From the health system's perspective, the partnership can be a life preserver — a necessity. Staffing struggles, rising patient volume and dropping margins have made it hard for some hospitals to stay afloat in an-ever changing market. Joining forces with someone bigger can alleviate some of that burden. 

"A lot of these health systems are looking for a new relationship, or they're wondering, 'How do I make sure I'm staying an independent health system and continuing to deliver the best clinical care that I can?'" Mr. Valli said. "Over the past specifically five to six years, we've been aggregating a ton of assets that can help enable the administrative functions of these systems. The idea behind these relationships is, really, how do we bring everything Optum has to offer for a provider system to them in one relationship?"

Optum can run a health system's IT, revenue cycle, analytics, case management. It can automate processes, filling gaps within the current administrative systems to complete tasks quicker. And its size has allowed it to form better vendor relationships — all leading to cost savings, such as the $1 billion that Northern Light expects to retain over a decade — according to Mr. Valli. 

"Anytime you go into a system and someone has 'Vendor X' doing something for them, that may be — and it typically is — an opportunity for us to bring that in house and do it with the Optum capabilities that we already own," Mr. Valli said. "There's great savings in that, and some of the vendor relationships that Optum has in the market, being able to get better relationships than a single health system could because of the scale of the overall organization." 

Optum also appeals to health systems because these partnerships prevent workers from being laid off when finances get rocky. 

"Even if we're finding new homes for some of those people in Optum because we've been able to automate something, we're still able to find that, and it's not a reduction in personnel or headcount to these local systems which is sort of a founding, core keystone of these relationships," Mr. Valli said. 

Throughout the entire partnership, Optum keeps in close contact with the health system. Mr. Valli is on a texting basis with the C-suites of his partner systems: "We're very connected at the hip," he said. 

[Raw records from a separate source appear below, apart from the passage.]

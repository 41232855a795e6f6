//! Source location for a recorded execution event.

use alloc::borrow::ToOwned;
use alloc::string::String;
use core::fmt;

/// Where in the monitored program a call originated.
///
/// A `SourceContext` is derived, not stored on its own: it rides along on the
/// node or snapshot that references it. When no non-internal frame can be
/// identified, the [`SourceContext::unknown`] sentinel is used instead of
/// failing - source attribution is best-effort by design.
#[derive(Debug, Clone, PartialEq, Eq, Hash)]
#[cfg_attr(feature = "serde", derive(serde::Serialize, serde::Deserialize))]
#[cfg_attr(feature = "minicbor", derive(minicbor::Encode, minicbor::Decode))]
pub struct SourceContext {
    /// File the call site lives in.
    #[cfg_attr(feature = "minicbor", n(0))]
    pub file_name: String,

    /// 1-based line number, 0 when unknown.
    #[cfg_attr(feature = "minicbor", n(1))]
    pub line_number: u32,

    /// 1-based column number, 0 when unknown.
    #[cfg_attr(feature = "minicbor", n(2))]
    pub column_number: u32,

    /// Enclosing function name, `"anonymous"` when unknown.
    #[cfg_attr(feature = "minicbor", n(3))]
    pub function_name: String,
}

impl SourceContext {
    /// Create a source context from its parts.
    pub fn new(
        file_name: impl Into<String>,
        line_number: u32,
        column_number: u32,
        function_name: impl Into<String>,
    ) -> Self {
        Self {
            file_name: file_name.into(),
            line_number,
            column_number,
            function_name: function_name.into(),
        }
    }

    /// The degraded-but-non-fatal fallback when no usable frame exists.
    pub fn unknown() -> Self {
        Self {
            file_name: "unknown".to_owned(),
            line_number: 0,
            column_number: 0,
            function_name: "anonymous".to_owned(),
        }
    }

    /// Whether this context is the [`unknown`](Self::unknown) sentinel.
    pub fn is_unknown(&self) -> bool {
        self.file_name == "unknown" && self.line_number == 0
    }
}

impl From<&core::panic::Location<'_>> for SourceContext {
    /// Structured call-site capture via `#[track_caller]`, the substitutable
    /// alternative to parsing textual stack traces.
    fn from(loc: &core::panic::Location<'_>) -> Self {
        Self {
            file_name: loc.file().to_owned(),
            line_number: loc.line(),
            column_number: loc.column(),
            function_name: "anonymous".to_owned(),
        }
    }
}

impl fmt::Display for SourceContext {
    fn fmt(&self, f: &mut fmt::Formatter<'_>) -> fmt::Result {
        write!(
            f,
            "{}:{}:{} ({})",
            self.file_name, self.line_number, self.column_number, self.function_name
        )
    }
}

#[cfg(test)]
mod tests {
    use super::*;

    #[test]
    fn unknown_sentinel_round_trips() {
        let s = SourceContext::unknown();
        assert!(s.is_unknown());
        assert_eq!(s.function_name, "anonymous");
    }

    #[test]
    fn from_caller_location() {
        #[track_caller]
        fn capture() -> SourceContext {
            SourceContext::from(core::panic::Location::caller())
        }

        let ctx = capture();
        assert!(ctx.file_name.ends_with("source.rs"));
        assert!(ctx.line_number > 0);
        assert!(!ctx.is_unknown());
    }

    #[test]
    fn display_format() {
        let s = SourceContext::new("app.rs", 10, 4, "main");
        assert_eq!(s.to_string(), "app.rs:10:4 (main)");
    }
}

Six to eight months usually pass between the first discussion and an inked deal. Once the partnership is official, the two entities continue to meet regularly. They host weekly or biweekly meetings for operational leaders from both Optum and the health system, a joint operating committee meeting monthly, and a monthly or quarterly meeting for executives from both sides to discuss how the relationship is performing and what more they could be doing together. 

"They are true partnerships. I think that's an overused word, potentially, in the healthcare space, but it is definitely that," Mr. Valli said. "We have a very aligned relationship where we're effectively an extension of the leadership and executive team of some of these health systems." 

Allowing a third party to handle some tasks allows health systems to zero in on their clinical capabilities and care delivery; the goal is to keep small systems independent and thriving, regardless of the challenging environment, Mr. Valli said. 

Optum has its eyes on more partnerships in the year to come — its teams are staffed to take three to five on an annual basis. The organization is casting a wide net — Optum Health is already the largest employer of physicians — and that consolidation is troublesome to some healthcare leaders. 

"We are definitely bringing our scale, but we're doing it in a way that is enabling the great local, clinical care that, otherwise, I don't think would exist," Mr. Valli said. "From our perspective, we take a lot of pride in the fact that we're enabling those systems to keep that independence."